In our opinion, the Medicare supplements that offer the most value are Plan G on the higher end and High Deductible Plan F on the lower end. Plan N is probably in that discussion as well.
In many cases, the difference in premium between Plan F and Plan G more than makes up for the one-time $183 Part B deductible that G does not cover. And Plan G is not a guaranteed issue plan. That can translate to smaller rate increases with Plan G – and stable rates are the holy grail of Medicare supplement insurance
As mentioned in the previous question, High Deductible F is very inexpensive. In fact, it has the lowest rates available in many areas of the country. And your premium savings can help to cover the deductible if it’s ever encountered. If there is one knock against HD Plan F, it’s that you may have trouble upgrading your coverage in the future if you have health issues.
Do I Pay An Agent To Help Me Enroll? Does It Add To The Cost?
No, you never pay an agent and it never adds to the cost.

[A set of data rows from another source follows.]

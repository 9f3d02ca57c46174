/*
 * Copyright Amazon.com, Inc. or its affiliates. All Rights Reserved.
 * SPDX-License-Identifier: Apache-2.0
 */

use std::{cmp, collections::BinaryHeap, sync::Arc};

use async_trait::async_trait;
use bytes::{Buf, Bytes};
use tokio::{
    io::{AsyncWrite, AsyncWriteExt},
    sync::{watch, Mutex},
};

use crate::{
    config::TransferOptions,
    error::{self, TransferError},
    object_meta::ObjectMeta,
    scheduler::TransferOperation,
    store::ObjectStore,
    types::{Part, TransferRequest},
};

/// Request to download an object, or a byte range of it
#[derive(Debug, Clone)]
pub struct DownloadRequest {
    bucket: String,
    key: String,
    range: Option<String>,
    options: TransferOptions,
}

impl DownloadRequest {
    pub fn new(bucket: impl Into<String>, key: impl Into<String>) -> Self {
        Self {
            bucket: bucket.into(),
            key: key.into(),
            range: None,
            options: TransferOptions::default(),
        }
    }

    /// Download only the given byte range, as a `Range` header value (e.g. `bytes=0-99`).
    /// Only a single range is supported.
    pub fn range(mut self, range: impl Into<String>) -> Self {
        self.range = Some(range.into());
        self
    }

    pub fn options(mut self, options: TransferOptions) -> Self {
        self.options = options;
        self
    }

    pub fn bucket(&self) -> &str {
        &self.bucket
    }

    pub fn key(&self) -> &str {
        &self.key
    }

    pub(crate) fn range_header(&self) -> Option<&str> {
        self.range.as_deref()
    }

    pub(crate) fn transfer_options(&self) -> &TransferOptions {
        &self.options
    }
}

/// Result of a completed download
#[derive(Debug)]
pub struct DownloadResponse<W> {
    /// Metadata of the downloaded object
    pub object_meta: ObjectMeta,
    pub bytes_written: u64,
    /// The destination the object was written to
    pub dest: W,
}

// one downloaded part, ordered by its sequence number
#[derive(Debug, Clone)]
struct ChunkResponse {
    // part number, 1-based
    seq: u64,
    data: Bytes,
}

impl PartialEq for ChunkResponse {
    fn eq(&self, other: &Self) -> bool {
        self.seq == other.seq
    }
}

impl Eq for ChunkResponse {}

impl PartialOrd for ChunkResponse {
    fn partial_cmp(&self, other: &Self) -> Option<cmp::Ordering> {
        Some(self.cmp(other))
    }
}

impl Ord for ChunkResponse {
    fn cmp(&self, other: &Self) -> cmp::Ordering {
        self.seq.cmp(&other.seq)
    }
}

// Sequencer maintains the correct chunk ordering. Chunks are downloaded concurrently
// and may not complete in the order they need to be written in.
struct Sequencer {
    // chunks sorted by seq
    responses: BinaryHeap<cmp::Reverse<ChunkResponse>>,
    // next expected seq to write
    next_seq: u64,
}

impl Sequencer {
    fn new() -> Self {
        Self {
            responses: BinaryHeap::new(),
            next_seq: 1,
        }
    }

    fn push(&mut self, chunk: ChunkResponse) {
        self.responses.push(cmp::Reverse(chunk));
    }

    // Next chunk if it is the one expected
    fn pop_next(&mut self) -> Option<ChunkResponse> {
        match self.responses.peek() {
            Some(cmp::Reverse(chunk)) if chunk.seq == self.next_seq => {
                self.next_seq += 1;
                self.responses.pop().map(|r| r.0)
            }
            _ => None,
        }
    }

    fn is_empty(&self) -> bool {
        self.responses.is_empty()
    }
}

struct Sink<W> {
    // taken when the download is finalized
    dest: Option<W>,
    sequencer: Sequencer,
    written: u64,
}

impl<W: AsyncWrite + Unpin> Sink<W> {
    fn dest(&mut self) -> Result<&mut W, TransferError> {
        self.dest
            .as_mut()
            .ok_or_else(|| error::fatal("write to destination failed", "download already finalized"))
    }

    // Write as many sequences as currently possible
    async fn write_available(&mut self) -> Result<u64, TransferError> {
        let mut wc = 0;
        let mut cnt = 0;
        while let Some(chunk) = self.sequencer.pop_next() {
            wc += write_chunk(self.dest()?, chunk.data).await?;
            cnt += 1;
        }
        self.written += wc;
        tracing::trace!("processed {} chunks", cnt);
        Ok(wc)
    }

    // Every part has been accepted, so everything buffered must be writable in order
    async fn write_remaining(&mut self) -> Result<u64, TransferError> {
        let wc = self.write_available().await?;
        if !self.sequencer.is_empty() {
            return Err(error::fatal(
                "write to destination failed",
                format!("part {} never arrived", self.sequencer.next_seq),
            ));
        }
        Ok(wc)
    }
}

// Completely write a chunk to dest
async fn write_chunk<W: AsyncWrite + Unpin>(dest: &mut W, mut data: Bytes) -> Result<u64, TransferError> {
    let mut wc = 0;
    while data.has_remaining() {
        let n = dest
            .write_buf(&mut data)
            .await
            .map_err(|e| error::local_io("write to destination failed", e))?;
        if n == 0 {
            return Err(error::local_io(
                "write to destination failed",
                std::io::ErrorKind::WriteZero.into(),
            ));
        }
        wc += n as u64;
    }
    Ok(wc)
}

/// Ranged `GetObject` per part, written to the destination in part order.
///
/// At most `window` parts past the next unwritten one are started, which bounds the
/// parts buffered in the sequencer to `window` parts worth of bytes.
pub(crate) struct DownloadOperation<W> {
    store: Arc<dyn ObjectStore>,
    bucket: String,
    key: String,
    object_meta: ObjectMeta,
    sink: Mutex<Sink<W>>,
    // next part to write to the destination
    progress: watch::Sender<u64>,
    window: u64,
}

impl<W> DownloadOperation<W> {
    pub(crate) fn new(
        store: Arc<dyn ObjectStore>,
        request: &TransferRequest,
        object_meta: ObjectMeta,
        dest: W,
    ) -> Self {
        Self {
            store,
            bucket: request.bucket().to_owned(),
            key: request.key().to_owned(),
            object_meta,
            sink: Mutex::new(Sink {
                dest: Some(dest),
                sequencer: Sequencer::new(),
                written: 0,
            }),
            progress: watch::Sender::new(1),
            window: request.settings.concurrency.max(1) as u64,
        }
    }
}

#[async_trait]
impl<W> TransferOperation for DownloadOperation<W>
where
    W: AsyncWrite + Unpin + Send + 'static,
{
    type PartOutput = Bytes;
    type Output = DownloadResponse<W>;

    async fn ready(&self, part: &Part) {
        let mut progress = self.progress.subscribe();
        let window = self.window;
        // the sender lives as long as `self`, so this only returns once the part fits
        let _ = progress
            .wait_for(|next| part.part_number < next + window)
            .await;
    }

    async fn transfer_part(&self, part: &Part) -> Result<Bytes, TransferError> {
        // an empty object has a single empty part and nothing to fetch
        if part.range.is_empty() {
            return Ok(Bytes::new());
        }

        let range = part.range.start..=part.range.end - 1;
        let data = self.store.get_object(&self.bucket, &self.key, Some(range)).await?;
        if data.len() as u64 != part.size() {
            return Err(error::transient(format!(
                "short read of part {}: expected {} bytes, received {}",
                part.part_number,
                part.size(),
                data.len()
            )));
        }
        Ok(data)
    }

    async fn accept(&self, part: &Part, data: Bytes) -> Result<(), TransferError> {
        let mut sink = self.sink.lock().await;
        tracing::trace!("received chunk; seq={}", part.part_number);
        sink.sequencer.push(ChunkResponse {
            seq: part.part_number,
            data,
        });
        let wc = sink.write_available().await?;
        self.progress.send_replace(sink.sequencer.next_seq);
        tracing::trace!("wrote {} bytes", wc);
        Ok(())
    }

    async fn finalize(&self) -> Result<DownloadResponse<W>, TransferError> {
        let mut sink = self.sink.lock().await;
        tracing::trace!("all chunks received, writing remaining");
        sink.write_remaining().await?;
        sink.dest()?
            .flush()
            .await
            .map_err(|e| error::local_io("flush destination failed", e))?;

        let bytes_written = sink.written;
        let dest = sink
            .dest
            .take()
            .ok_or_else(|| error::fatal("write to destination failed", "download already finalized"))?;
        Ok(DownloadResponse {
            object_meta: self.object_meta.clone(),
            bytes_written,
            dest,
        })
    }
}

If you are a 65 year old female in Pennsylvania and you want a Plan G from Mutual of Omaha, then the cost will be the exact same no matter your source of purchase – even if you call Mutual of Omaha directly.
Prices are controlled by law and agents cannot mark-up or mark-down the rates – no matter how much we like you. We earn a commission on the sale if you buy from us – or someone at the insurance company gets compensated for the sale. Either way, someone wins.

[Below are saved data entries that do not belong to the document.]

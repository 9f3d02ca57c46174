/*
 * Copyright Amazon.com, Inc. or its affiliates. All Rights Reserved.
 * SPDX-License-Identifier: Apache-2.0
 */

use std::{
    fmt,
    future::Future,
    mem,
    pin::Pin,
    sync::{Arc, Mutex, MutexGuard},
};

use tokio::sync::watch;
use tokio_util::sync::CancellationToken;

use crate::{error::TransferError, types::TransferId};

pub(crate) type BoxFuture<T> = Pin<Box<dyn Future<Output = T> + Send + 'static>>;

/// Callback run once if a transfer fails or is cancelled (e.g. abort a multipart upload)
pub(crate) type Cleanup = Box<dyn FnOnce() -> BoxFuture<Result<(), TransferError>> + Send>;

pub(crate) fn cleanup<F, Fut>(f: F) -> Cleanup
where
    F: FnOnce() -> Fut + Send + 'static,
    Fut: Future<Output = Result<(), TransferError>> + Send + 'static,
{
    Box::new(move || -> BoxFuture<Result<(), TransferError>> { Box::pin(f()) })
}

/// Lifecycle of a transfer. Terminal states are sticky.
#[derive(Debug, Clone, Copy, PartialEq, Eq)]
pub enum TransferStatus {
    /// Created, no work submitted yet
    Pending,
    InProgress,
    Done,
    Failed,
    Cancelled,
}

impl TransferStatus {
    pub fn is_terminal(&self) -> bool {
        matches!(
            self,
            TransferStatus::Done | TransferStatus::Failed | TransferStatus::Cancelled
        )
    }
}

struct CoordinatorState<T> {
    status: TransferStatus,
    outcome: Option<Result<T, TransferError>>,
    cleanups: Vec<Cleanup>,
    cleanup_errors: Vec<TransferError>,
    outstanding_parts: u64,
}

/// State holder for one logical transfer.
///
/// Shared by the driver, every part worker (through the cancellation token) and the
/// caller's [`TransferHandle`]. All transitions happen under one lock so that exactly one
/// transition into a terminal state wins no matter how many parts report at once.
pub(crate) struct TransferCoordinator<T> {
    id: TransferId,
    state: Mutex<CoordinatorState<T>>,
    cancel: CancellationToken,
    finished: watch::Sender<bool>,
}

impl<T> fmt::Debug for TransferCoordinator<T> {
    fn fmt(&self, f: &mut fmt::Formatter<'_>) -> fmt::Result {
        f.debug_struct("TransferCoordinator")
            .field("id", &self.id)
            .field("status", &self.status())
            .finish_non_exhaustive()
    }
}

impl<T> TransferCoordinator<T> {
    pub(crate) fn new(id: TransferId) -> Arc<Self> {
        let (finished, _) = watch::channel(false);
        Arc::new(Self {
            id,
            state: Mutex::new(CoordinatorState {
                status: TransferStatus::Pending,
                outcome: None,
                cleanups: Vec::new(),
                cleanup_errors: Vec::new(),
                outstanding_parts: 0,
            }),
            cancel: CancellationToken::new(),
            finished,
        })
    }

    fn lock(&self) -> MutexGuard<'_, CoordinatorState<T>> {
        // state is only mutated by the transitions below, none of which can panic midway
        self.state.lock().unwrap_or_else(|poisoned| poisoned.into_inner())
    }

    pub(crate) fn id(&self) -> TransferId {
        self.id
    }

    pub(crate) fn status(&self) -> TransferStatus {
        self.lock().status
    }

    /// Token cancelled on every transition to `Failed` or `Cancelled`
    pub(crate) fn cancellation_token(&self) -> &CancellationToken {
        &self.cancel
    }

    /// Enter `InProgress` with `parts` outstanding. False if the transfer already ended.
    pub(crate) fn start(&self, parts: u64) -> bool {
        let mut state = self.lock();
        if state.status != TransferStatus::Pending {
            return false;
        }
        state.status = TransferStatus::InProgress;
        state.outstanding_parts = parts;
        tracing::debug!(transfer = %self.id, parts, "transfer started");
        true
    }

    pub(crate) fn outstanding_parts(&self) -> u64 {
        self.lock().outstanding_parts
    }

    /// Record a successful part; returns the number still outstanding
    pub(crate) fn part_succeeded(&self) -> u64 {
        let mut state = self.lock();
        state.outstanding_parts = state.outstanding_parts.saturating_sub(1);
        state.outstanding_parts
    }

    pub(crate) fn register_cleanup(&self, cleanup: Cleanup) {
        self.lock().cleanups.push(cleanup);
    }

    /// Record the first failure. False if the transfer already reached a terminal state.
    pub(crate) fn fail(&self, err: TransferError) -> bool {
        if err.is_cancelled() {
            return self.cancel();
        }
        self.transition(TransferStatus::Failed, Err(err))
    }

    /// Cancel the transfer. Idempotent; false if it already ended.
    pub(crate) fn cancel(&self) -> bool {
        self.transition(TransferStatus::Cancelled, Err(TransferError::Cancelled))
    }

    /// Record the assembled result. Only valid once every part succeeded.
    pub(crate) fn complete(&self, output: T) -> bool {
        debug_assert_eq!(0, self.outstanding_parts(), "completed with parts outstanding");
        self.transition(TransferStatus::Done, Ok(output))
    }

    fn transition(&self, to: TransferStatus, outcome: Result<T, TransferError>) -> bool {
        {
            let mut state = self.lock();
            if state.status.is_terminal() {
                tracing::trace!(transfer = %self.id, status = ?state.status, ignored = ?to, "transfer already terminal");
                return false;
            }
            if let Err(err) = &outcome {
                tracing::debug!(transfer = %self.id, status = ?to, error = %err, "transfer terminated");
            } else {
                tracing::debug!(transfer = %self.id, "transfer done");
            }
            state.status = to;
            state.outcome = Some(outcome);
        }

        if to != TransferStatus::Done {
            self.cancel.cancel();
        }
        true
    }

    /// Run registered cleanups. Each runs at most once over the coordinator's lifetime.
    pub(crate) async fn run_cleanups(&self) {
        let cleanups = mem::take(&mut self.lock().cleanups);
        for cleanup in cleanups {
            if let Err(err) = cleanup().await {
                tracing::warn!(transfer = %self.id, error = %err, "transfer cleanup failed");
                self.lock().cleanup_errors.push(err);
            }
        }
    }

    /// Mark the outcome as observable by the caller
    pub(crate) fn finish(&self) {
        self.finished.send_replace(true);
    }

    pub(crate) fn is_finished(&self) -> bool {
        *self.finished.borrow()
    }

    pub(crate) async fn wait(&self) {
        let mut finished = self.finished.subscribe();
        // the sender lives as long as `self`, so this only returns once finished
        let _ = finished.wait_for(|done| *done).await;
    }

    pub(crate) fn take_outcome(&self) -> Option<Result<T, TransferError>> {
        self.lock().outcome.take()
    }

    pub(crate) fn take_cleanup_errors(&self) -> Vec<TransferError> {
        mem::take(&mut self.lock().cleanup_errors)
    }
}

/// Caller's handle to a running transfer
pub struct TransferHandle<T> {
    coordinator: Arc<TransferCoordinator<T>>,
}

impl<T> fmt::Debug for TransferHandle<T> {
    fn fmt(&self, f: &mut fmt::Formatter<'_>) -> fmt::Result {
        f.debug_struct("TransferHandle")
            .field("id", &self.coordinator.id())
            .field("status", &self.coordinator.status())
            .finish()
    }
}

impl<T> TransferHandle<T> {
    pub(crate) fn new(coordinator: Arc<TransferCoordinator<T>>) -> Self {
        Self { coordinator }
    }

    /// Handle of a transfer that failed before any work was submitted
    pub(crate) fn rejected(err: TransferError) -> Self {
        let coordinator = TransferCoordinator::new(TransferId::next());
        coordinator.fail(err);
        coordinator.finish();
        Self::new(coordinator)
    }

    pub fn id(&self) -> TransferId {
        self.coordinator.id()
    }

    /// Current status. A terminal status may be visible slightly before
    /// cleanup has run; use [`is_done`](Self::is_done) to poll for the final outcome.
    pub fn status(&self) -> TransferStatus {
        self.coordinator.status()
    }

    /// Cancel the transfer. Queued parts are dropped, parts waiting for a worker slot,
    /// bandwidth, or I/O are released and registered cleanup runs. Idempotent.
    pub fn cancel(&self) {
        if self.coordinator.cancel() {
            tracing::debug!(transfer = %self.coordinator.id(), "transfer cancelled by caller");
        }
    }

    /// True once the outcome is available (non-blocking)
    pub fn is_done(&self) -> bool {
        self.coordinator.is_finished()
    }

    /// Wait until the transfer reached a terminal state and cleanup has run
    pub async fn wait(&self) {
        self.coordinator.wait().await
    }

    /// Errors raised by cleanup callbacks (e.g. a failed abort). Drains the list.
    pub fn cleanup_errors(&self) -> Vec<TransferError> {
        self.coordinator.take_cleanup_errors()
    }

    /// Wait for the transfer to finish and return its result or first recorded error
    pub async fn join(self) -> Result<T, TransferError> {
        self.coordinator.wait().await;
        self.coordinator.take_outcome().unwrap_or_else(|| {
            Err(TransferError::Fatal {
                context: format!("{} finished without an outcome", self.coordinator.id()),
                source: "outcome already taken".into(),
            })
        })
    }
}

#[cfg(test)]
mod tests {
    use std::sync::{
        atomic::{AtomicUsize, Ordering},
        Arc,
    };

    use super::{cleanup, TransferCoordinator, TransferHandle, TransferStatus};
    use crate::{
        error::{self, TransferError},
        types::TransferId,
    };

    #[test]
    fn test_terminal_state_is_sticky() {
        let coordinator = TransferCoordinator::<u32>::new(TransferId::next());
        assert_eq!(TransferStatus::Pending, coordinator.status());
        assert!(coordinator.start(2));
        assert!(!coordinator.start(2));
        assert_eq!(TransferStatus::InProgress, coordinator.status());

        assert!(coordinator.fail(error::fatal("part 1 failed", "boom")));
        assert!(!coordinator.fail(error::fatal("part 2 failed", "boom")));
        assert!(!coordinator.cancel());
        assert_eq!(TransferStatus::Failed, coordinator.status());
        assert!(coordinator.cancellation_token().is_cancelled());

        let err = coordinator.take_outcome().unwrap().unwrap_err();
        assert_eq!("part 1 failed", err.to_string());
    }

    #[test]
    fn test_cancel_before_start() {
        let coordinator = TransferCoordinator::<()>::new(TransferId::next());
        assert!(coordinator.cancel());
        assert!(!coordinator.start(1));
        assert_eq!(TransferStatus::Cancelled, coordinator.status());
    }

    #[test]
    fn test_done_does_not_cancel_token() {
        let coordinator = TransferCoordinator::new(TransferId::next());
        assert!(coordinator.start(1));
        assert_eq!(0, coordinator.part_succeeded());
        assert!(coordinator.complete(5));
        assert!(!coordinator.cancel());
        assert!(!coordinator.cancellation_token().is_cancelled());
        assert_eq!(5, coordinator.take_outcome().unwrap().unwrap());
    }

    #[test]
    fn test_concurrent_failures_one_transition() {
        let coordinator = TransferCoordinator::<()>::new(TransferId::next());
        coordinator.start(16);
        let wins = Arc::new(AtomicUsize::new(0));
        let threads: Vec<_> = (0..16)
            .map(|i| {
                let coordinator = coordinator.clone();
                let wins = wins.clone();
                std::thread::spawn(move || {
                    if coordinator.fail(error::fatal(format!("part {i} failed"), "boom")) {
                        wins.fetch_add(1, Ordering::SeqCst);
                    }
                })
            })
            .collect();
        for t in threads {
            t.join().unwrap();
        }
        assert_eq!(1, wins.load(Ordering::SeqCst));
    }

    #[tokio::test]
    async fn test_cleanups_run_once_and_errors_are_kept() {
        let coordinator = TransferCoordinator::<()>::new(TransferId::next());
        let runs = Arc::new(AtomicUsize::new(0));
        for fail in [false, true] {
            let runs = runs.clone();
            coordinator.register_cleanup(cleanup(move || async move {
                runs.fetch_add(1, Ordering::SeqCst);
                if fail {
                    Err(error::fatal("abort failed", "503"))
                } else {
                    Ok(())
                }
            }));
        }
        coordinator.start(1);
        coordinator.fail(error::fatal("part 1 failed", "boom"));
        coordinator.run_cleanups().await;
        coordinator.run_cleanups().await;
        coordinator.finish();
        assert_eq!(2, runs.load(Ordering::SeqCst));

        let handle = TransferHandle::new(coordinator);
        assert!(handle.is_done());
        assert_eq!(1, handle.cleanup_errors().len());
        let err = handle.join().await.unwrap_err();
        assert_eq!("part 1 failed", err.to_string());
    }

    #[tokio::test]
    async fn test_cancelled_error_from_fail_is_cancellation() {
        let coordinator = TransferCoordinator::<()>::new(TransferId::next());
        coordinator.start(1);
        coordinator.fail(TransferError::Cancelled);
        assert_eq!(TransferStatus::Cancelled, coordinator.status());
    }

    #[tokio::test]
    async fn test_rejected_handle_is_done_with_error() {
        let handle = TransferHandle::<u32>::rejected(error::invalid_config("concurrency must be positive"));
        assert!(handle.is_done());
        assert_eq!(TransferStatus::Failed, handle.status());
        assert!(handle.join().await.unwrap_err().is_configuration());
    }
}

In our opinion, you are much better off with a knowledgeable independent brokerage (like ours, of course) who can shop rates from several carriers. It’s much easier to learn the good, bad and the ugly from someone who has long term experience with several different insurance companies – and it does not cost you one penny extra!
Do I Really Need An Insurance Agent’s Help?
Here’s the primary issue: You don’t know what you don’t know. Working with Medicare beneficiaries daily, it’s amazing the amount of misinformation and misunderstanding that we encounter. We talk to people who have made decisions (sometimes bad ones) on something their doctor or their neighbor told them.
Trust us, it’s wise to consult a professional – someone who works in this industry daily and has years of experience. Almost every single prospective client we talk to says, “Oh, I didn’t know that” at least once during our educational conversations.
Again, it doesn’t cost you a thing and the vast majority of us are very helpful and easy to work with. Plus it’s always a good idea to have an agent at the ready when you have questions or need help with your policy(s) in the future.